Our opinion expressed below is subject to the qualifications that we express no opinion as to the applicability of, compliance with or effect of (i) any bankruptcy, insolvency, reorganization, fraudulent transfer, fraudulent conveyance, moratorium or other similar law affecting the enforcement of creditors’ rights generally, (ii) general principals of equity (regardless of whether enforcement is considered in a proceeding in equity or at law) and (iii) public policy considerations that may limit the rights of parties to obtain certain remedies.
Based upon and subject to the foregoing qualifications, assumptions and limitations and the further limitations set forth below, we are of the opinion that when the Guarantees are duly authorized by and executed by the New Guarantors in accordance with the provisions of the Indentures and paid for pursuant to the documents governing their issuance and sale, the Guarantees will be validly issued under the Indentures and will be binding obligations of the applicable New Guarantors.
We hereby consent to the filing of this opinion as Exhibit 5.3 to the Registration Statement. We also consent to the reference to our firm under the heading “Legal Matters” in the Registration Statement. In giving this consent, we do not thereby admit that we are in the category of persons whose consent is required under Section 7 of the Act or the rules and regulations of the Securities and Exchange Commission thereunder.

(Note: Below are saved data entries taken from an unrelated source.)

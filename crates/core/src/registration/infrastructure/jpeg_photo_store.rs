use std::fs;
use std::path::{Path, PathBuf};

use crate::registration::domain::name_generator::sanitize_for_path;
use crate::registration::domain::photo_store::PhotoStore;
use crate::shared::clock::unix_millis;
use crate::shared::constants::PHOTO_JPEG_QUALITY;
use crate::shared::frame::Frame;
use crate::shared::BoxError;

/// Writes crops as `<name>_<unix millis>.jpg` into one directory.
pub struct JpegPhotoStore {
    dir: PathBuf,
}

impl JpegPhotoStore {
    pub fn new(dir: impl Into<PathBuf>) -> Self {
        Self { dir: dir.into() }
    }

    pub fn dir(&self) -> &Path {
        &self.dir
    }

    fn unused_path(&self, stem: &str) -> PathBuf {
        let millis = unix_millis();
        let mut path = self.dir.join(format!("{stem}_{millis}.jpg"));
        let mut n = 2;
        while path.exists() {
            path = self.dir.join(format!("{stem}_{millis}_{n}.jpg"));
            n += 1;
        }
        path
    }
}

impl PhotoStore for JpegPhotoStore {
    fn save(&self, crop: &Frame, name: &str) -> Result<PathBuf, BoxError> {
        fs::create_dir_all(&self.dir)?;
        let jpeg = crop.encode_jpeg(PHOTO_JPEG_QUALITY)?;
        let path = self.unused_path(&sanitize_for_path(name));
        fs::write(&path, jpeg)?;
        log::debug!("Saved photo {}", path.display());
        Ok(path)
    }

    fn discard(&self, path: &Path) {
        if let Err(e) = fs::remove_file(path) {
            log::debug!("Could not remove unused photo {}: {e}", path.display());
        }
    }
}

Our advice on every legal issue addressed in this letter is based exclusively on the internal law of the State of New York and the Delaware Limited Liability Company Act and represents our opinion as to how that issue would be resolved were it to be considered by the highest court in the jurisdiction which enacted such law. The manner in which any particular issue relating to the opinions would be treated in any actual court case would depend in part on facts and circumstances particular to the case and would also depend on how the court involved chose to exercise the wide discretionary authority generally available to it. We are not qualified to practice law in the State of Delaware and our opinions herein regarding Delaware law are limited solely to our review of provisions of the Delaware Limited Liability Company Act which we consider normally applicable to transactions of this type, without our having made any special investigation as to the applicability of another statute, law, rule or regulation. None of the opinions or other advice contained in this letter considers or covers any foreign or state securities (or “blue sky”) laws or regulations.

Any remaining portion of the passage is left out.